ContextContext is king.  When you think about companies who take risks and are edgy when it comes to their marketing – the insurance industry would hardly be the first to pop into your mind. But that’s what happened during the 2015 Superbowl TV spotathon.

Nationwide unveiled a TV spot during the Superbowl where a small boy was talking about all the things in life that he had missed. All because he died in a preventable accident.

The spot urged viewers to visit www.MakeSafeHappen.com, a site that Nationwide was sponsoring to increase awareness about preventing the kinds of accidents that hurt or kill children each year.

The spot was well done and the message was clear and well intentioned. But the outrage and disapproval were over the top. The tweets, Facebook posts on the Nationwide page and general commentary were swift and disapproving.

What went wrong? We can all agree that trying to prevent accidents that kill children is a noble effort. Nationwide wasn’t really trying to tie any product to their message so it wasn’t overly commercial or self-serving.

The problem was that Nationwide and their agency totally disregarded context.

People are at a Superbowl PARTY. The day is practically considered a national holiday. It’s loud and celebratory and everyone is having a good time.

Which means they don’t want to think about dead children.

The audience could not and would not hear the Nationwide message at their Superbowl party.

Superbowl ads typically fall into two categories. They’re either funny or sentimental. But they are not sad. They are not heavy or laden with information. Just like the snacks at a typical Superbowl party – they’re puffy little hors d’oeuvres, meant to tantalize, not satisfy a deep hunger.

Nationwide released a statement the day after the Superbowl because of the uproar. They said that they accomplished their goal, which was to get people talking and cited the number of hits on the website after the spot aired.

Sorry Nationwide, but I have to call BS on that. Yes, people were talking, but they weren’t talking about preventable accidents, they were talking about how much they hated the spot. And they weren’t visiting the website to learn how to protect their children, they were visiting the website to see what in the world you were trying to communicate.

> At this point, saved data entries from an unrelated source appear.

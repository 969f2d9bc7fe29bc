//! Coherence protocols and cache line states

use std::fmt;
use std::str::FromStr;

use log::warn;

/// Cache line state, shared by MESI and MOESI
#[derive(Clone, Copy, Debug, Default, PartialEq, Eq, Hash)]
pub enum CacheState {
    Modified,
    Owned,
    Exclusive,
    Shared,
    #[default]
    Invalid,
}

impl CacheState {
    /// The line carries data newer than memory and must be written back
    /// before it is dropped
    pub fn is_owner(self) -> bool {
        matches!(self, CacheState::Modified | CacheState::Owned)
    }

    pub fn is_valid(self) -> bool {
        self != CacheState::Invalid
    }
}

impl fmt::Display for CacheState {
    fn fmt(&self, f: &mut fmt::Formatter<'_>) -> fmt::Result {
        let letter = match self {
            CacheState::Modified => "M",
            CacheState::Owned => "O",
            CacheState::Exclusive => "E",
            CacheState::Shared => "S",
            CacheState::Invalid => "I",
        };
        write!(f, "{}", letter)
    }
}

/// Protocol kind
#[derive(Clone, Copy, Debug, Default, PartialEq, Eq, Hash)]
pub enum ProtocolKind {
    #[default]
    Mesi,
    Moesi,
}

impl ProtocolKind {
    pub const ALL: [ProtocolKind; 2] = [ProtocolKind::Mesi, ProtocolKind::Moesi];

    /// Parses a protocol name, falling back to MESI on anything unknown
    pub fn parse_or_default(s: &str) -> Self {
        s.parse().unwrap_or_else(|e| {
            warn!("{}; defaulting to MESI", e);
            ProtocolKind::Mesi
        })
    }
}

impl FromStr for ProtocolKind {
    type Err = String;

    fn from_str(s: &str) -> Result<Self, Self::Err> {
        match s.trim().to_uppercase().as_str() {
            "MESI" => Ok(ProtocolKind::Mesi),
            "MOESI" => Ok(ProtocolKind::Moesi),
            _ => Err(format!(
                "Invalid protocol: '{}'. Expected 'MESI' or 'MOESI'.",
                s
            )),
        }
    }
}

impl fmt::Display for ProtocolKind {
    fn fmt(&self, f: &mut fmt::Formatter<'_>) -> fmt::Result {
        match self {
            ProtocolKind::Mesi => write!(f, "MESI"),
            ProtocolKind::Moesi => write!(f, "MOESI"),
        }
    }
}

const MESI_STATES: [CacheState; 4] = [
    CacheState::Modified,
    CacheState::Exclusive,
    CacheState::Shared,
    CacheState::Invalid,
];

const MOESI_STATES: [CacheState; 5] = [
    CacheState::Modified,
    CacheState::Owned,
    CacheState::Exclusive,
    CacheState::Shared,
    CacheState::Invalid,
];

/// Static descriptor of the states a run may use
#[derive(Clone, Copy, Debug, PartialEq, Eq)]
pub struct Protocol {
    kind: ProtocolKind,
}

impl Protocol {
    pub fn new(kind: ProtocolKind) -> Self {
        Self { kind }
    }

    pub fn kind(&self) -> ProtocolKind {
        self.kind
    }

    /// Legal states, in M-O-E-S-I order
    pub fn valid_states(&self) -> &'static [CacheState] {
        match self.kind {
            ProtocolKind::Mesi => &MESI_STATES,
            ProtocolKind::Moesi => &MOESI_STATES,
        }
    }

    pub fn allows(&self, state: CacheState) -> bool {
        self.valid_states().contains(&state)
    }

    /// Whether a Modified line is demoted to Owned instead of being
    /// invalidated or shared
    pub fn has_owned_state(&self) -> bool {
        self.allows(CacheState::Owned)
    }
}
use std::env;
use std::io::{self, Write};
use std::process;

use coherence_lib::cpu::{AccessPattern, SimPolicy, CPU};
use coherence_lib::error::{SimulatorError, SimulatorResult};
use coherence_lib::protocol::ProtocolKind;
use coherence_lib::run_wrapper;
use text_io::try_read;

const USAGE: &str = "\
Usage: sim [options]
  -p <MESI|MOESI>  coherence protocol (prompted when absent)
  -n <count>       number of generated instructions (prompted when absent)
  -s <seed>        seed for memory contents and instructions
  -t <trace>       replay a trace file instead of generating instructions
  -l               localized access pattern
  -c               run every protocol over the same instructions
  -v               verbose logging
  -h               print the miss rate after every instruction";

fn main() {
    if let Err(e) = run_cli() {
        eprintln!("Error: {}", e);
        process::exit(1);
    }
}

fn prompt(message: &str) -> SimulatorResult<String> {
    print!("{}", message);
    io::stdout().flush()?;
    let answer: String = try_read!("{}\n").map_err(|e| {
        SimulatorError::ConfigError(format!("failed to read input: {}", e))
    })?;
    Ok(answer.trim().to_string())
}

fn parse_count(raw: &str) -> SimulatorResult<usize> {
    match raw.trim().parse::<i64>() {
        Ok(n) if n > 0 => Ok(n as usize),
        _ => Err(SimulatorError::ConfigError(format!(
            "'{}' is not a positive instruction count",
            raw.trim()
        ))),
    }
}

fn next_value(args: &mut impl Iterator<Item = String>, flag: &str) -> SimulatorResult<String> {
    args.next().ok_or_else(|| {
        SimulatorError::ConfigError(format!("You should specify a value after {}", flag))
    })
}

fn report(cpu: &CPU) {
    println!("Protocol: {}", cpu.protocol());
    println!("{}", cpu.metrics_snapshot());
    for (i, rate) in cpu.miss_rate_history().iter().enumerate() {
        eprintln!("[HISTORY] {} {}: {:.4}", cpu.protocol(), i + 1, rate);
    }
}

fn run_cli() -> SimulatorResult<()> {
    let mut args = env::args().skip(1);
    let mut policy = SimPolicy::default();
    let mut protocol_arg: Option<String> = None;
    let mut count_arg: Option<String> = None;
    let mut trace_path: Option<String> = None;
    let mut compare = false;

    while let Some(arg) = args.next() {
        match arg.as_str() {
            "-p" => protocol_arg = Some(next_value(&mut args, "-p")?),
            "-n" => count_arg = Some(next_value(&mut args, "-n")?),
            "-s" => {
                let raw = next_value(&mut args, "-s")?;
                let seed = raw.parse().map_err(|_| {
                    SimulatorError::ConfigError(format!("invalid seed '{}'", raw))
                })?;
                policy.seed = Some(seed);
            }
            "-t" => trace_path = Some(next_value(&mut args, "-t")?),
            "-l" => policy.pattern = AccessPattern::Localized,
            "-c" => compare = true,
            "-v" => policy.verbose = true,
            "-h" => policy.history = true,
            "--help" => {
                println!("{}", USAGE);
                return Ok(());
            }
            _ => {
                return Err(SimulatorError::ConfigError(format!(
                    "Unknown parameter: {}\n{}",
                    arg, USAGE
                )))
            }
        }
    }

    run_wrapper::init_logger(policy.verbose);

    if let Some(path) = trace_path {
        if !compare {
            let raw = match protocol_arg {
                Some(raw) => raw,
                None => prompt("Protocol (MESI/MOESI): ")?,
            };
            policy.protocol = ProtocolKind::parse_or_default(&raw);
        }
        let protocols: Vec<ProtocolKind> = if compare {
            ProtocolKind::ALL.to_vec()
        } else {
            vec![policy.protocol]
        };
        for protocol in protocols {
            let cpu = run_wrapper::run_trace(SimPolicy { protocol, ..policy }, &path)?;
            report(&cpu);
        }
        return Ok(());
    }

    let raw_count = match count_arg {
        Some(raw) => raw,
        None => prompt("Number of instructions: ")?,
    };
    policy.instruction_count = parse_count(&raw_count)?;

    if compare {
        for cpu in run_wrapper::run_comparison(policy)? {
            report(&cpu);
        }
        return Ok(());
    }

    let raw = match protocol_arg {
        Some(raw) => raw,
        None => prompt("Protocol (MESI/MOESI): ")?,
    };
    policy.protocol = ProtocolKind::parse_or_default(&raw);

    let cpu = run_wrapper::run(policy)?;
    report(&cpu);

    Ok(())
}
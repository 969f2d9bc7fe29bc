//! Instruction representation

use std::fmt;

pub mod generator;

pub use generator::{InstructionSource, LocalizedSource, UniformSource};

/// Memory operation
#[derive(Clone, Copy, Debug, PartialEq, Eq)]
pub enum Op {
    Read,
    Write,
}

/// One instruction of the replayed sequence
#[derive(Clone, Copy, Debug, PartialEq, Eq)]
pub struct Instruction {
    /// Index of the issuing processor
    pub processor: usize,
    pub op: Op,
    /// Word index in shared memory
    pub address: usize,
    /// Value to store; ignored by reads
    pub value: i32,
}

impl Instruction {
    pub fn read(processor: usize, address: usize) -> Self {
        Self { processor, op: Op::Read, address, value: 0 }
    }

    pub fn write(processor: usize, address: usize, value: i32) -> Self {
        Self { processor, op: Op::Write, address, value }
    }
}

impl fmt::Display for Instruction {
    fn fmt(&self, f: &mut fmt::Formatter<'_>) -> fmt::Result {
        match self.op {
            Op::Read => {
                write!(f, "P{} reads address {}", self.processor, self.address)
            }
            Op::Write => write!(
                f,
                "P{} writes {} to address {}",
                self.processor, self.value, self.address
            ),
        }
    }
}
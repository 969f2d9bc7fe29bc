use std::path::PathBuf;

use thiserror::Error;

use crate::protocol::{CacheState, ProtocolKind};

/// Top-level error type for the simulator
#[derive(Error, Debug)]
pub enum SimulatorError {
    #[error("Invalid configuration: {0}")]
    ConfigError(String),

    #[error("Failed to load trace: {0}")]
    TraceError(#[from] TraceError),

    #[error("Results file error: {0}")]
    ResultsError(#[from] ResultsError),

    #[error("Coherence violation: {0}")]
    CoherenceError(#[from] CoherenceError),

    #[error("IO error: {0}")]
    IoError(#[from] std::io::Error),

    #[error("CSV error: {0}")]
    CsvError(#[from] csv::Error),
}

/// Errors related to instruction trace files
#[derive(Error, Debug)]
pub enum TraceError {
    #[error("Failed to read trace file '{0}': {1}")]
    FileReadError(PathBuf, #[source] std::io::Error),

    #[error("Invalid format in '{path}' at line {line}: {reason}")]
    ParseError {
        path: PathBuf,
        line: usize,
        reason: String,
    },
}

/// Errors related to the `KEY VALUE` results file
#[derive(Error, Debug)]
pub enum ResultsError {
    #[error("The results file '{0}' was not found; run compare-eval first")]
    NotFound(PathBuf),

    #[error("Failed to read results file '{0}': {1}")]
    FileReadError(PathBuf, #[source] std::io::Error),

    #[error("Invalid entry at line {line}: {reason}")]
    ParseError { line: usize, reason: String },

    #[error("Missing key: {0}")]
    MissingKey(String),
}

/// Violations found when checking the caches after a run
#[derive(Error, Debug, PartialEq, Eq)]
pub enum CoherenceError {
    #[error("Processor {processor} holds state {state} which {protocol} does not define")]
    IllegalState {
        processor: usize,
        state: CacheState,
        protocol: ProtocolKind,
    },

    #[error("Address {address} is Modified in more than one cache: {holders:?}")]
    MultipleModified { address: usize, holders: Vec<usize> },

    #[error("Address {address} is Owned by more than one cache: {holders:?}")]
    MultipleOwned { address: usize, holders: Vec<usize> },
}

/// Type alias for Result with SimulatorError
pub type SimulatorResult<T> = Result<T, SimulatorError>;
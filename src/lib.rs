pub mod bus;
pub mod cpu;
pub mod instruction;
pub mod memory;
pub mod metrics;
pub mod processor;
pub mod protocol;
pub mod report;
pub mod run_wrapper;

pub mod error;
//! Scenario forecast table

use std::path::Path;

use serde::{Deserialize, Serialize};

use crate::dataset::{DatasetError, DatasetResult};

/// Columns a forecast file must provide
pub const FORECAST_COLUMNS: &[&str] = &["scenario", "indicator", "year", "forecast", "lower_ci", "upper_ci"];

/// One forecast point for a scenario and indicator
#[derive(Debug, Clone, PartialEq, Serialize, Deserialize)]
pub struct ForecastRow {
    pub scenario: String,
    pub indicator: String,
    pub year: i32,
    pub forecast: f64,
    #[serde(default)]
    pub lower_ci: Option<f64>,
    #[serde(default)]
    pub upper_ci: Option<f64>,
}

/// Forecast rows keyed by scenario x indicator x year
#[derive(Debug, Clone, Default, PartialEq, Serialize)]
pub struct ForecastTable {
    rows: Vec<ForecastRow>,
}

impl ForecastTable {
    pub fn from_rows(rows: Vec<ForecastRow>) -> Self {
        Self { rows }
    }

    pub fn rows(&self) -> &[ForecastRow] {
        &self.rows
    }

    pub fn len(&self) -> usize {
        self.rows.len()
    }

    pub fn is_empty(&self) -> bool {
        self.rows.is_empty()
    }

    /// Rows for one scenario and indicator, sorted by year (ties in file order)
    pub fn select(&self, scenario: &str, indicator: &str) -> Vec<&ForecastRow> {
        let mut rows: Vec<&ForecastRow> = self
            .rows
            .iter()
            .filter(|r| r.scenario == scenario && r.indicator == indicator)
            .collect();
        rows.sort_by_key(|r| r.year);
        rows
    }

    /// Distinct scenario names in first-seen order
    pub fn scenarios(&self) -> Vec<&str> {
        let mut seen: Vec<&str> = Vec::new();
        for row in &self.rows {
            if !seen.contains(&row.scenario.as_str()) {
                seen.push(&row.scenario);
            }
        }
        seen
    }
}

/// Reads a forecast CSV.
///
/// # Errors
///
/// - `FileNotFound` if `path` does not exist
/// - `MissingColumns` if a forecast column is absent
/// - `ReadFailed` if a row cannot be deserialised
pub fn load_forecasts(path: &Path) -> DatasetResult<ForecastTable> {
    if !path.exists() {
        return Err(DatasetError::FileNotFound(path.to_path_buf()));
    }

    let mut reader = csv::ReaderBuilder::new()
        .trim(csv::Trim::All)
        .from_path(path)
        .map_err(|e| DatasetError::read_failed(path, e))?;

    let headers = reader
        .headers()
        .map_err(|e| DatasetError::read_failed(path, e))?
        .clone();
    let missing: Vec<String> = FORECAST_COLUMNS
        .iter()
        .filter(|c| !headers.iter().any(|h| h == **c))
        .map(|c| c.to_string())
        .collect();
    if !missing.is_empty() {
        return Err(DatasetError::MissingColumns(missing));
    }

    let mut rows = Vec::new();
    for (idx, result) in reader.deserialize::<ForecastRow>().enumerate() {
        let row = result.map_err(|e| {
            DatasetError::read_failed(path, format!("row {}: {}", idx + 1, e))
        })?;
        rows.push(row);
    }

    Ok(ForecastTable::from_rows(rows))
}
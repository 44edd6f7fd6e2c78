//! fi-pipeline CLI entry point
//!
//! Parses arguments and dispatches via `cli::run`. Errors are printed to
//! stderr and the process exits non-zero.

use fi_pipeline::cli;

fn main() {
    if let Err(e) = cli::run() {
        eprintln!("{}", e);
        std::process::exit(1);
    }
}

As you might imagine, there are lessons for all of us in the Nationwide Superbowl mistake in terms of context.

Get into their heads and hearts: You need to really understand how and when your messages are going to be in front of your audience and what they are thinking and feeling in that moment. Every word you use or visual you include is filtered through their state of mind at that moment. As Nationwide learned, even the most sincere message can fall flat if the mood doesn’t match.

Assess their ability to take action: Be mindful of how and where your audience is going to see your communication. Putting a phone number on a billboard, when people are whizzing by at 70 MPH is probably a waste of space unless the number is so easy to remember (800-CLOGGED) that the few seconds they have to see it will be enough.

Consider their setting/who they’re with: One of the reasons the Nationwide spot got so widely criticized is that Superbowl viewing is an all ages activity. Many people felt it was inappropriate to run the spot when so many children were in the viewing audience.

Even if there weren’t children around, everyone was hanging out with their friends. They love the Superbowl spots that made them all laugh together and enhanced the party feel. A spot about a dead boy hardly has that effect.

Don’t ever ignore the context of how, where and when your communication will fall into the audience’s day. Those filters may enhance their reaction or, as it did for Nationwide, might completely destroy your effort.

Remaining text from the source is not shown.